Transcriptomic analysis elucidates the molecular processes associated with hydrogen peroxide-induced diapause termination in Artemia-encysted embryos

Treatment with hydrogen peroxide (H(2)O(2)) raises the hatching rate through the development and diapause termination of Artemia cysts. To comprehend the upstream genetic regulation of diapause termination activated by exterior H(2)O(2) elements, an Illumina RNA-seq analysis was performed to recognize and assess comparative transcript amounts to explore the genetic regulation of H(2)O(2) in starting the diapause termination of cysts in Artemia salina. We examined three groupings treated with no H(2)O(2) (control), 180 μM H(2)O(2) (low) and 1800 μM H(2)O(2) (high). The results showed a total of 114,057 unigenes were identified, 41.22% of which were functionally annotated in at least one particular database. When compared to control group, 34 and 98 differentially expressed genes (DEGs) were upregulated in 180 μM and 1800 μM H(2)O(2) treatments, respectively.
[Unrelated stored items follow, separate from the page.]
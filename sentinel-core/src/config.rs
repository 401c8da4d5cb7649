//! Configuration loading and management
//!
//! Configuration is loaded from `~/.config/sentinel/config.toml`
//!
//! This module follows the XDG Base Directory Specification:
//! - Config: `$XDG_CONFIG_HOME/sentinel/` (~/.config/sentinel/)
//! - State/Logs: `$XDG_STATE_HOME/sentinel/` (~/.local/state/sentinel/)

use crate::error::{Error, Result};
use serde::Deserialize;
use std::path::PathBuf;

/// Returns a best-effort home directory path.
fn home_dir() -> PathBuf {
    std::env::var_os("HOME")
        .map(PathBuf::from)
        .or_else(dirs::home_dir)
        .unwrap_or_else(|| PathBuf::from("."))
}

/// Returns XDG_CONFIG_HOME or ~/.config
fn xdg_config_home() -> PathBuf {
    std::env::var("XDG_CONFIG_HOME")
        .map(PathBuf::from)
        .unwrap_or_else(|_| home_dir().join(".config"))
}

/// Returns XDG_STATE_HOME or ~/.local/state
fn xdg_state_home() -> PathBuf {
    std::env::var("XDG_STATE_HOME")
        .map(PathBuf::from)
        .unwrap_or_else(|_| home_dir().join(".local/state"))
}

/// Main configuration struct
#[derive(Debug, Deserialize, Default)]
pub struct Config {
    /// Generative AI backend configuration
    #[serde(default)]
    pub genai: GenAiConfig,

    /// Logging configuration
    #[serde(default)]
    pub logging: LoggingConfig,
}

/// Generative AI backend configuration
///
/// The backend is a Gemini-style `streamGenerateContent` SSE endpoint. The
/// API key can come from the config file or from the `GEMINI_API_KEY`
/// environment variable; the env var wins when both are set.
#[derive(Debug, Deserialize, Clone)]
pub struct GenAiConfig {
    /// API endpoint base URL
    #[serde(default = "default_endpoint")]
    pub endpoint: String,

    /// Model to use
    #[serde(default = "default_model")]
    pub model: String,

    /// API key (can also use GEMINI_API_KEY env var)
    pub api_key: Option<String>,

    /// HTTP request timeout in seconds; streams can run for minutes
    #[serde(default = "default_timeout")]
    pub timeout_secs: u64,
}

impl Default for GenAiConfig {
    fn default() -> Self {
        Self {
            endpoint: default_endpoint(),
            model: default_model(),
            api_key: None,
            timeout_secs: default_timeout(),
        }
    }
}

impl GenAiConfig {
    /// Resolve the API key from the environment or the config file.
    pub fn resolve_api_key(&self) -> Option<String> {
        std::env::var("GEMINI_API_KEY")
            .ok()
            .filter(|k| !k.is_empty())
            .or_else(|| self.api_key.clone())
    }

    /// Validate configuration, returning error message if invalid
    pub fn validate(&self) -> Result<()> {
        if self.resolve_api_key().is_none() {
            return Err(Error::Config(
                "no API key: set genai.api_key in config.toml or the GEMINI_API_KEY env var"
                    .to_string(),
            ));
        }
        if self.endpoint.is_empty() {
            return Err(Error::Config("genai.endpoint must not be empty".to_string()));
        }
        if self.model.is_empty() {
            return Err(Error::Config("genai.model must not be empty".to_string()));
        }
        Ok(())
    }
}

fn default_endpoint() -> String {
    "https://generativelanguage.googleapis.com".to_string()
}

fn default_model() -> String {
    "gemini-2.5-flash".to_string()
}

fn default_timeout() -> u64 {
    300
}

/// Logging configuration
#[derive(Debug, Deserialize)]
pub struct LoggingConfig {
    /// Log level (trace, debug, info, warn, error)
    #[serde(default = "default_log_level")]
    pub level: String,

    /// Maximum number of log files to keep
    #[serde(default = "default_max_log_files")]
    pub max_files: usize,
}

impl Default for LoggingConfig {
    fn default() -> Self {
        Self {
            level: default_log_level(),
            max_files: default_max_log_files(),
        }
    }
}

fn default_log_level() -> String {
    "info".to_string()
}

fn default_max_log_files() -> usize {
    5
}

impl Config {
    /// Load configuration from the default path
    pub fn load() -> Result<Self> {
        let config_path = Self::config_path();

        if !config_path.exists() {
            tracing::info!("No config file found at {:?}, using defaults", config_path);
            return Ok(Config::default());
        }

        Self::load_from(&config_path)
    }

    /// Load configuration from a specific path
    pub fn load_from(path: &PathBuf) -> Result<Self> {
        let content = std::fs::read_to_string(path)
            .map_err(|e| Error::Config(format!("failed to read config file {:?}: {}", path, e)))?;

        let config: Config = toml::from_str(&content)
            .map_err(|e| Error::Config(format!("failed to parse config: {}", e)))?;

        Ok(config)
    }

    /// Returns the default config file path
    ///
    /// `$XDG_CONFIG_HOME/sentinel/config.toml` (~/.config/sentinel/config.toml)
    pub fn config_path() -> PathBuf {
        xdg_config_home().join("sentinel").join("config.toml")
    }

    /// Returns the state directory path (for logs)
    ///
    /// `$XDG_STATE_HOME/sentinel/` (~/.local/state/sentinel/)
    pub fn state_dir() -> PathBuf {
        xdg_state_home().join("sentinel")
    }

    /// Returns the log file path
    ///
    /// `$XDG_STATE_HOME/sentinel/sentinel.log` (~/.local/state/sentinel/sentinel.log)
    pub fn log_path() -> PathBuf {
        Self::state_dir().join("sentinel.log")
    }
}

#[cfg(test)]
mod tests {
    use super::*;

    #[test]
    fn test_default_config() {
        let config = Config::default();
        assert_eq!(config.genai.model, "gemini-2.5-flash");
        assert_eq!(config.genai.timeout_secs, 300);
        assert_eq!(config.logging.level, "info");
    }

    #[test]
    fn test_parse_config() {
        let toml = r#"
[genai]
model = "gemini-2.5-pro"
api_key = "test-key"
timeout_secs = 60

[logging]
level = "debug"
"#;
        let config: Config = toml::from_str(toml).unwrap();
        assert_eq!(config.genai.model, "gemini-2.5-pro");
        assert_eq!(config.genai.api_key.as_deref(), Some("test-key"));
        assert_eq!(config.genai.timeout_secs, 60);
        assert_eq!(config.logging.level, "debug");
    }

    #[test]
    fn test_load_from_file() {
        let dir = tempfile::tempdir().unwrap();
        let path = dir.path().join("config.toml");
        std::fs::write(&path, "[genai]\nmodel = \"gemini-2.5-pro\"\n").unwrap();

        let config = Config::load_from(&path).unwrap();
        assert_eq!(config.genai.model, "gemini-2.5-pro");
        // Unspecified sections fall back to defaults
        assert_eq!(config.logging.level, "info");
    }

    #[test]
    fn test_load_from_rejects_bad_toml() {
        let dir = tempfile::tempdir().unwrap();
        let path = dir.path().join("config.toml");
        std::fs::write(&path, "not valid toml [").unwrap();
        assert!(Config::load_from(&path).is_err());
    }

    #[test]
    fn test_validate_requires_api_key() {
        let config = GenAiConfig {
            api_key: None,
            ..Default::default()
        };
        // Only meaningful when GEMINI_API_KEY is not set in the test env
        if std::env::var("GEMINI_API_KEY").is_err() {
            assert!(config.validate().is_err());
        }

        let config = GenAiConfig {
            api_key: Some("key".to_string()),
            ..Default::default()
        };
        assert!(config.validate().is_ok());
    }
}
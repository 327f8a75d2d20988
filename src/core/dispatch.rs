//! Request dispatch to the chatbot endpoint and failure classification.

use reqwest::header::ACCEPT;

use super::normalize::{self, NormalizeError};

/// Accept header sent with every chatbot request.
pub const ACCEPT_VALUE: &str = "application/json, text/plain, */*";

/// Query parameter carrying the question.
pub const QUESTION_PARAM: &str = "user_input_question";

/// Number of characters of the body kept in debug logs.
const LOG_PREVIEW_CHARS: usize = 200;

const GENERIC_ERROR_TEXT: &str = "Something went wrong. Please try again later.";

#[derive(Debug, Clone, PartialEq, Eq, thiserror::Error)]
pub enum DispatchError {
    #[error("Question is empty")]
    EmptyInput,
    #[error("Failed to fetch: {0}")]
    Network(String),
    #[error("HTTP error! status: {status} - {status_text}")]
    HttpStatus { status: u16, status_text: String },
    #[error("Empty response received from server")]
    EmptyResponse,
    #[error("Could not normalize response: {0}")]
    #[allow(dead_code)]
    Normalization(String),
    #[error("Request cancelled")]
    Cancelled,
}

impl DispatchError {
    /// Human-readable text shown in place of an answer.
    pub fn user_message(&self) -> String {
        match self {
            DispatchError::Network(_) => {
                "Network error. Could not reach the chatbot server.".to_string()
            }
            DispatchError::HttpStatus { .. } => format!("Server error: {}", self),
            DispatchError::Cancelled => "Request cancelled.".to_string(),
            DispatchError::EmptyInput => "Please enter a question.".to_string(),
            DispatchError::EmptyResponse | DispatchError::Normalization(_) => {
                GENERIC_ERROR_TEXT.to_string()
            }
        }
    }
}

impl From<NormalizeError> for DispatchError {
    fn from(e: NormalizeError) -> Self {
        match e {
            NormalizeError::EmptyResponse => DispatchError::EmptyResponse,
        }
    }
}

fn preview(body: &str) -> String {
    body.chars().take(LOG_PREVIEW_CHARS).collect()
}

/// Client for one resolved chatbot endpoint (upstream route or relay proxy).
#[derive(Debug, Clone)]
pub struct ChatbotClient {
    http: reqwest::Client,
    endpoint: String,
}

impl ChatbotClient {
    pub fn new(endpoint: impl Into<String>) -> Self {
        Self::with_http(reqwest::Client::new(), endpoint)
    }

    pub fn with_http(http: reqwest::Client, endpoint: impl Into<String>) -> Self {
        Self {
            http,
            endpoint: endpoint.into(),
        }
    }

    pub fn endpoint(&self) -> &str {
        &self.endpoint
    }

    /// Ask one question and return the normalized answer.
    pub async fn fetch_answer(&self, question: &str) -> Result<String, DispatchError> {
        if question.trim().is_empty() {
            return Err(DispatchError::EmptyInput);
        }

        log::debug!("GET {} ({}={:?})", self.endpoint, QUESTION_PARAM, question);

        let response = self
            .http
            .get(&self.endpoint)
            .query(&[(QUESTION_PARAM, question)])
            .header(ACCEPT, ACCEPT_VALUE)
            .send()
            .await
            .map_err(|e| {
                log::warn!("Chatbot request failed: {}", e);
                DispatchError::Network(e.to_string())
            })?;

        let status = response.status();
        log::debug!("Response status: {}", status);
        if !status.is_success() {
            let err = DispatchError::HttpStatus {
                status: status.as_u16(),
                status_text: status.canonical_reason().unwrap_or("").to_string(),
            };
            log::warn!("Chatbot returned {}", err);
            return Err(err);
        }

        let body = response.text().await.map_err(|e| {
            log::warn!("Failed to read chatbot response body: {}", e);
            DispatchError::Network(e.to_string())
        })?;
        log::debug!("Raw response length: {}", body.len());
        log::debug!("Raw response preview: {}", preview(&body));

        let answer = normalize::normalize(&body)?;
        Ok(answer)
    }
}

#[cfg(test)]
mod tests;
pub mod app;
pub mod chat_log;
pub mod config;
pub mod dispatch;
pub mod normalize;
pub mod paths;
pub mod reveal;
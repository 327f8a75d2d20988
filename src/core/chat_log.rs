//! Append-only message log and its transitions.
//!
//! Only the last message may change. Transitions are plain functions over the log so
//! they can be driven by the TUI, the prompt mode, or tests alike.

use chrono::{DateTime, Local};

use super::reveal::Reveal;

/// Monotonic message identity.
#[derive(Debug, Clone, Copy, PartialEq, Eq, PartialOrd, Ord, Hash)]
pub struct MessageId(u64);

impl MessageId {
    pub fn from_raw(raw: u64) -> Self {
        Self(raw)
    }

    pub fn as_u64(self) -> u64 {
        self.0
    }
}

#[derive(Debug, Clone, Copy, PartialEq, Eq)]
pub enum Role {
    User,
    Bot,
}

#[derive(Debug, Clone, Copy, PartialEq, Eq)]
pub enum MessageState {
    /// Bot placeholder waiting for the answer.
    Pending,
    /// Bot answer being revealed.
    Revealing,
    /// Immutable.
    Done,
}

#[derive(Debug, Clone)]
pub struct Message {
    pub id: MessageId,
    pub role: Role,
    pub text: String,
    pub state: MessageState,
    pub created_at: DateTime<Local>,
}

impl Message {
    pub fn is_pending(&self) -> bool {
        self.state == MessageState::Pending
    }

    pub fn is_revealing(&self) -> bool {
        self.state == MessageState::Revealing
    }
}

/// Outcome of applying one reveal tick.
#[derive(Debug, Clone, Copy, PartialEq, Eq)]
pub enum TickOutcome {
    /// One more character shown.
    Advanced,
    /// The full text is shown; the message is now immutable.
    Finished,
    /// Target is no longer the newest message; nothing was changed.
    Stale,
}

#[derive(Debug, Default)]
pub struct ChatLog {
    messages: Vec<Message>,
    next_id: u64,
}

impl ChatLog {
    pub fn new() -> Self {
        Self::default()
    }

    pub fn messages(&self) -> &[Message] {
        &self.messages
    }

    #[cfg(test)]
    pub fn len(&self) -> usize {
        self.messages.len()
    }

    pub fn is_empty(&self) -> bool {
        self.messages.is_empty()
    }

    pub fn last(&self) -> Option<&Message> {
        self.messages.last()
    }

    #[cfg(test)]
    pub fn get(&self, id: MessageId) -> Option<&Message> {
        self.messages.iter().find(|m| m.id == id)
    }

    /// True if `id` names the newest message.
    pub fn is_last(&self, id: MessageId) -> bool {
        self.last().is_some_and(|m| m.id == id)
    }

    fn push(&mut self, role: Role, text: String, state: MessageState) -> MessageId {
        self.next_id += 1;
        let id = MessageId(self.next_id);
        self.messages.push(Message {
            id,
            role,
            text,
            state,
            created_at: Local::now(),
        });
        id
    }

    /// Append a user message. Blank input is rejected and leaves the log unchanged.
    ///
    /// Any bot message still revealing is frozen as-is: from now on it is stale.
    pub fn apply_user_message(&mut self, text: &str) -> Option<MessageId> {
        if text.trim().is_empty() {
            return None;
        }
        if let Some(last) = self.messages.last_mut()
            && last.state != MessageState::Done
        {
            last.state = MessageState::Done;
        }
        Some(self.push(Role::User, text.to_string(), MessageState::Done))
    }

    /// Append the "thinking" placeholder for a dispatched request.
    pub fn push_placeholder(&mut self) -> MessageId {
        self.push(Role::Bot, String::new(), MessageState::Pending)
    }

    /// Bind the final answer to its placeholder and start revealing it.
    ///
    /// Returns `None` when the placeholder is gone or no longer the newest message.
    pub fn apply_answer(&mut self, id: MessageId, answer: String) -> Option<Reveal> {
        let last = self.messages.last_mut()?;
        if last.id != id || !last.is_pending() {
            log::debug!("Dropping answer for stale placeholder {}", id.as_u64());
            return None;
        }
        last.text.clear();
        if answer.is_empty() {
            last.state = MessageState::Done;
        } else {
            last.state = MessageState::Revealing;
        }
        Some(Reveal::new(id, answer))
    }

    /// Apply one reveal frame to its target message.
    pub fn apply_tick(&mut self, reveal: &mut Reveal) -> TickOutcome {
        let target = reveal.target();
        let is_live = self
            .last()
            .is_some_and(|m| m.id == target && m.is_revealing());
        if !is_live {
            if !reveal.is_finished() {
                reveal.cancel();
            }
            return if reveal.is_cancelled() || !self.is_last(target) {
                TickOutcome::Stale
            } else {
                TickOutcome::Finished
            };
        }

        let Some(last) = self.messages.last_mut() else {
            return TickOutcome::Stale;
        };
        if let Some(prefix) = reveal.advance() {
            last.text.clear();
            last.text.push_str(prefix);
        }
        if reveal.is_finished() {
            last.state = MessageState::Done;
            TickOutcome::Finished
        } else {
            TickOutcome::Advanced
        }
    }

    /// Drop every message.
    pub fn clear(&mut self) {
        self.messages.clear();
    }
}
On the other hand, 162 and 30 DEGs were downregulated in the 180 μM and 1800 μM H(2)O(2) treatments, respectively. Cluster analysis of DEGs demonstrated significant patterns among these types of 3 groups. GO and KEGG enrichment analysis showed the DEGs involved in the regulation of blood coagulation (GO: 0030193; GO: 0050818), regulation of wound healing (GO:0061041), regulation of hemostasis (GO: 1900046), antigen processing and presentation (KO04612), the Hippo signaling pathway (KO04391), as well as the MAPK signaling pathway (KO04010). This research helped to define the diapause-related transcriptomes of Artemia cysts using RNA-seq technology, which might fill up a gap in the prevailing body of knowledge.